No position on a major issue can be truly Clintonian without a certain amount of doublespeak, and Hillary’s gay marriage stance was very Clintonian.

Asked about her opposition to gay marriage in 2007, she said,”I prefer to think of it as being very positive about civil unions.” Clinton told the YearlyKos Convention that her continued support for the Defense of Marriage Act was an elaborate ruse to stop the federal marriage amendment, which by then stood no realistic chance of passing.

“I believe marriage should be left to the states,” Clinton said, by way of touting the pro-gay marriage effects of the Defense of Marriage Act. “I support civil unions as I’ve said many times with full equality of benefits and so I think that DOMA appropriately put the responsibility in the states where it has historically belonged and I think you’re beginning to see states take action.”

California had domestic partnerships with “full equality of benefits” at the time Eich donated in support of Prop 8. Gay activist Ethan Leto defended Clinton by saying, “In the 2008 cycle, I don’t think any candidate can come out and say, ‘I am for gay marriage.'”

Hillary Clinton finally announced her support for gay marriage a little less than a year after Obama.

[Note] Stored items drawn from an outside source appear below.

//! Vector-store boundary: the versioned payload record, search hits, and the store trait.

pub mod qdrant;

use anyhow::{Context, Result};
use serde::{Deserialize, Serialize};

use crate::chunker::Chunk;

/// Current layout of [`ChunkPayload`].
pub const PAYLOAD_VERSION: u32 = 1;

/// Payload field holding the owning document id.
pub const DOC_ID_FIELD: &str = "doc_id";

/// Metadata stored alongside every chunk vector.
#[derive(Debug, Clone, PartialEq, Eq, Serialize, Deserialize)]
pub struct ChunkPayload {
    /// Layout version; records written before versioning read as 1.
    #[serde(default = "legacy_payload_version")]
    pub payload_version: u32,
    /// Owning document identifier.
    pub doc_id: String,
    /// Human-readable document title.
    #[serde(default, skip_serializing_if = "Option::is_none")]
    pub title: Option<String>,
    /// Where the document came from.
    #[serde(default, skip_serializing_if = "Option::is_none")]
    pub source: Option<String>,
    /// Closest preceding markdown heading.
    #[serde(default, skip_serializing_if = "Option::is_none")]
    pub section: Option<String>,
    /// Chunk position within the document.
    pub chunk_index: usize,
    /// Inclusive character offset.
    pub char_start: usize,
    /// Exclusive character offset.
    pub char_end: usize,
    /// Chunk text.
    pub text: String,
    /// RFC 3339 timestamp of the ingest call.
    #[serde(default)]
    pub created_at: String,
}

fn legacy_payload_version() -> u32 {
    1
}

/// Document-level fields copied onto every chunk payload.
#[derive(Debug, Clone, PartialEq, Eq)]
pub struct DocumentMeta {
    /// Document identifier.
    pub doc_id: String,
    /// Optional title.
    pub title: Option<String>,
    /// Optional source label.
    pub source: Option<String>,
}

impl ChunkPayload {
    /// Builds the payload stored for `chunk`.
    pub fn from_chunk(doc: &DocumentMeta, chunk: &Chunk, created_at: &str) -> Self {
        Self {
            payload_version: PAYLOAD_VERSION,
            doc_id: doc.doc_id.clone(),
            title: doc.title.clone(),
            source: doc.source.clone(),
            section: chunk.section.clone(),
            chunk_index: chunk.chunk_index,
            char_start: chunk.char_start,
            char_end: chunk.char_end,
            text: chunk.text.clone(),
            created_at: created_at.to_string(),
        }
    }

    /// Decodes and validates a payload received from the store.
    pub fn from_value(value: serde_json::Value) -> Result<Self> {
        let payload: Self =
            serde_json::from_value(value).context("malformed chunk payload")?;
        payload.validate()?;
        Ok(payload)
    }

    /// Rejects payloads written by a newer layout or with impossible offsets.
    pub fn validate(&self) -> Result<()> {
        anyhow::ensure!(
            self.payload_version <= PAYLOAD_VERSION,
            "unsupported payload version {} (max {})",
            self.payload_version,
            PAYLOAD_VERSION
        );
        anyhow::ensure!(!self.doc_id.is_empty(), "payload is missing doc_id");
        anyhow::ensure!(
            self.char_start < self.char_end,
            "payload offsets {}..{} are empty",
            self.char_start,
            self.char_end
        );
        Ok(())
    }

    /// String value of a filterable payload field.
    pub fn field(&self, key: &str) -> Option<&str> {
        match key {
            DOC_ID_FIELD => Some(self.doc_id.as_str()),
            "title" => self.title.as_deref(),
            "source" => self.source.as_deref(),
            "section" => self.section.as_deref(),
            _ => None,
        }
    }
}

/// Point written to the store.
#[derive(Debug, Clone, PartialEq, Serialize)]
pub struct Point {
    /// Point identifier (UUID).
    pub id: String,
    /// Embedding vector.
    pub vector: Vec<f32>,
    /// Chunk metadata.
    pub payload: ChunkPayload,
}

/// Equality predicate on one payload field.
#[derive(Debug, Clone, PartialEq, Eq)]
pub struct FieldMatch {
    /// Payload key.
    pub key: String,
    /// Required value.
    pub value: String,
}

/// Conjunction of payload equality predicates.
#[derive(Debug, Clone, PartialEq, Eq, Default)]
pub struct PayloadFilter {
    /// Every predicate must hold.
    pub must: Vec<FieldMatch>,
}

impl PayloadFilter {
    /// Filter selecting every point of one document.
    pub fn doc_id(doc_id: impl Into<String>) -> Self {
        Self {
            must: vec![FieldMatch {
                key: DOC_ID_FIELD.to_string(),
                value: doc_id.into(),
            }],
        }
    }

    /// Evaluates the filter against a payload.
    pub fn matches(&self, payload: &ChunkPayload) -> bool {
        self.must
            .iter()
            .all(|cond| payload.field(&cond.key) == Some(cond.value.as_str()))
    }
}

/// Nearest-neighbour query.
#[derive(Debug, Clone, PartialEq)]
pub struct SearchRequest {
    /// Query embedding.
    pub vector: Vec<f32>,
    /// Maximum hits returned.
    pub limit: usize,
    /// Optional payload restriction.
    pub filter: Option<PayloadFilter>,
    /// Whether hits should carry their stored vectors.
    pub with_vector: bool,
}

/// Search hit with a validated payload.
#[derive(Debug, Clone, PartialEq)]
pub struct ScoredPoint {
    /// Point identifier.
    pub id: String,
    /// Similarity score reported by the store (higher is closer).
    pub score: f32,
    /// Stored vector when requested.
    pub vector: Option<Vec<f32>>,
    /// Chunk metadata.
    pub payload: ChunkPayload,
}

/// Storage collaborator holding chunk vectors.
pub trait VectorStore: Send + Sync {
    /// Collection the store writes into.
    fn collection(&self) -> &str;

    /// Vector dimension the collection was created with.
    fn dimensions(&self) -> usize;

    /// Creates the collection and payload indexes when missing.
    fn ensure_collection(&self) -> Result<()>;

    /// Inserts or replaces points.
    fn upsert(&self, points: &[Point]) -> Result<()>;

    /// Returns hits ordered by descending score.
    fn search(&self, request: &SearchRequest) -> Result<Vec<ScoredPoint>>;

    /// Removes every point matching `filter`.
    fn delete_by_filter(&self, filter: &PayloadFilter) -> Result<()>;
}

#[cfg(test)]
mod tests {
    use super::*;
    use serde_json::json;

    fn doc() -> DocumentMeta {
        DocumentMeta {
            doc_id: "doc-1".into(),
            title: Some("Handbook".into()),
            source: None,
        }
    }

    #[test]
    fn payload_copies_chunk_and_document_fields() {
        let chunk = Chunk {
            chunk_index: 3,
            char_start: 10,
            char_end: 40,
            section: Some("Setup".into()),
            text: "install the thing".into(),
        };
        let payload = ChunkPayload::from_chunk(&doc(), &chunk, "2024-01-01T00:00:00Z");
        assert_eq!(payload.payload_version, PAYLOAD_VERSION);
        assert_eq!(payload.doc_id, "doc-1");
        assert_eq!(payload.section.as_deref(), Some("Setup"));
        assert_eq!(payload.chunk_index, 3);
        assert_eq!(payload.field("title"), Some("Handbook"));
        assert_eq!(payload.field("source"), None);
    }

    #[test]
    fn unversioned_payloads_read_as_version_one() {
        let payload = ChunkPayload::from_value(json!({
            "doc_id": "doc-1",
            "chunk_index": 0,
            "char_start": 0,
            "char_end": 5,
            "text": "hello"
        }))
        .expect("legacy payload");
        assert_eq!(payload.payload_version, 1);
        assert_eq!(payload.created_at, "");
    }

    #[test]
    fn rejects_newer_or_malformed_payloads() {
        let newer = ChunkPayload::from_value(json!({
            "payload_version": PAYLOAD_VERSION + 1,
            "doc_id": "doc-1",
            "chunk_index": 0,
            "char_start": 0,
            "char_end": 5,
            "text": "hello"
        }));
        assert!(newer.is_err());

        let missing_text = ChunkPayload::from_value(json!({
            "doc_id": "doc-1",
            "chunk_index": 0,
            "char_start": 0,
            "char_end": 5
        }));
        assert!(missing_text.is_err());

        let empty_span = ChunkPayload::from_value(json!({
            "doc_id": "doc-1",
            "chunk_index": 0,
            "char_start": 5,
            "char_end": 5,
            "text": "hello"
        }));
        assert!(empty_span.is_err());
    }

    #[test]
    fn doc_filter_matches_only_its_document() {
        let chunk = Chunk {
            chunk_index: 0,
            char_start: 0,
            char_end: 4,
            section: None,
            text: "text".into(),
        };
        let payload = ChunkPayload::from_chunk(&doc(), &chunk, "");
        assert!(PayloadFilter::doc_id("doc-1").matches(&payload));
        assert!(!PayloadFilter::doc_id("doc-2").matches(&payload));
        assert!(PayloadFilter::default().matches(&payload));
    }
}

You might argue that it is unfair to disqualify her from the presidency based on a position she used to take. She’s evolved, matured, grown.

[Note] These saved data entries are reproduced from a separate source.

//! Cosine similarity and Maximal Marginal Relevance (MMR) selection.
//!
//! MMR greedily builds the result list, trading relevance to the query against
//! redundancy with what has already been picked. Each step scores every
//! remaining candidate against the growing selection, so a call costs
//! `O(k * n)` similarity evaluations (`O(k^2 * n)` vector operations). That is
//! fine for a few hundred candidates and `k` around ten, but grows quickly
//! with large `k`.

use crate::vector_store::{ChunkPayload, ScoredPoint};

/// Vector-search hit carried through selection and fusion.
#[derive(Debug, Clone, PartialEq)]
pub struct Candidate {
    /// Point identifier in the vector store.
    pub id: String,
    /// Chunk metadata.
    pub payload: ChunkPayload,
    /// Stored embedding (empty when the store returned none).
    pub vector: Vec<f32>,
    /// Similarity score from the vector search.
    pub base_score: f32,
}

impl From<ScoredPoint> for Candidate {
    fn from(point: ScoredPoint) -> Self {
        Self {
            id: point.id,
            payload: point.payload,
            vector: point.vector.unwrap_or_default(),
            base_score: point.score,
        }
    }
}

/// Cosine similarity over the shared prefix of `a` and `b`; zero when either norm is zero.
pub fn cosine_similarity(a: &[f32], b: &[f32]) -> f32 {
    let mut dot = 0f64;
    let mut norm_a = 0f64;
    let mut norm_b = 0f64;
    for (&x, &y) in a.iter().zip(b) {
        let (x, y) = (f64::from(x), f64::from(y));
        dot += x * y;
        norm_a += x * x;
        norm_b += y * y;
    }
    let denom = (norm_a * norm_b).sqrt();
    if denom == 0.0 {
        0.0
    } else {
        (dot / denom) as f32
    }
}

/// Picks up to `k` diverse, relevant candidates in selection order.
///
/// `lambda` is clamped to `[0, 1]`: 1 ranks purely by query similarity, 0 picks
/// whatever is least similar to the current selection. Ties keep the earlier
/// candidate.
pub fn mmr_select(query: &[f32], candidates: Vec<Candidate>, k: usize, lambda: f32) -> Vec<Candidate> {
    let lambda = f64::from(lambda.clamp(0.0, 1.0));
    let mut remaining: Vec<(f64, Candidate)> = candidates
        .into_iter()
        .map(|candidate| {
            let relevance = f64::from(cosine_similarity(query, &candidate.vector));
            (relevance, candidate)
        })
        .collect();
    let mut selected: Vec<Candidate> = Vec::with_capacity(k.min(remaining.len()));

    while selected.len() < k && !remaining.is_empty() {
        let mut best_idx = 0usize;
        let mut best_score = f64::NEG_INFINITY;
        for (idx, (relevance, candidate)) in remaining.iter().enumerate() {
            let redundancy = selected
                .iter()
                .map(|picked| f64::from(cosine_similarity(&candidate.vector, &picked.vector)))
                .fold(0.0, f64::max);
            let score = lambda * relevance - (1.0 - lambda) * redundancy;
            if score > best_score {
                best_score = score;
                best_idx = idx;
            }
        }
        let (_, picked) = remaining.remove(best_idx);
        selected.push(picked);
    }
    selected
}

/// MMR selector bound to a fixed `k` and `lambda`.
#[derive(Debug, Clone, Copy, PartialEq)]
pub struct MmrSelector {
    k: usize,
    lambda: f32,
}

impl MmrSelector {
    /// Builds a selector; `lambda` is clamped at selection time.
    pub fn new(k: usize, lambda: f32) -> Self {
        Self { k, lambda }
    }

    /// Runs [`mmr_select`] with the configured parameters.
    pub fn select(&self, query: &[f32], candidates: Vec<Candidate>) -> Vec<Candidate> {
        mmr_select(query, candidates, self.k, self.lambda)
    }
}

But nobody bothered to ask if Eich had evolved before he got canned. They just looked at his 2008 contribution on a Los Angeles Times database. As Slate’s William Saletan pointed out, he was far from alone.

Most of the people in that database have less power than Hillary Clinton did circa 2008. Justice delayed is really justice denied.

Do we live in what 2008 Democratic gay marriage opponent John Edwards described as Two Americas? In one America, you can oppose gay marriage and get to be president of the United States. In the other, gay marriage opponents can’t even be president of a company competing with Internet Explorer.

In one America, you don’t have to support gay marriage until 65 percent of the voters in your party do. In the other, you can’t donate to a ballot initiative that had 70 percent support among Obama’s strongest voting bloc.

So let’s give Hillary Clinton the Eich treatment. After all, she’s not going to stand up for you until it involves absolutely no political risk. Why stand up for her in the new America, where people on the losing side of political debates are supposed to lose their jobs?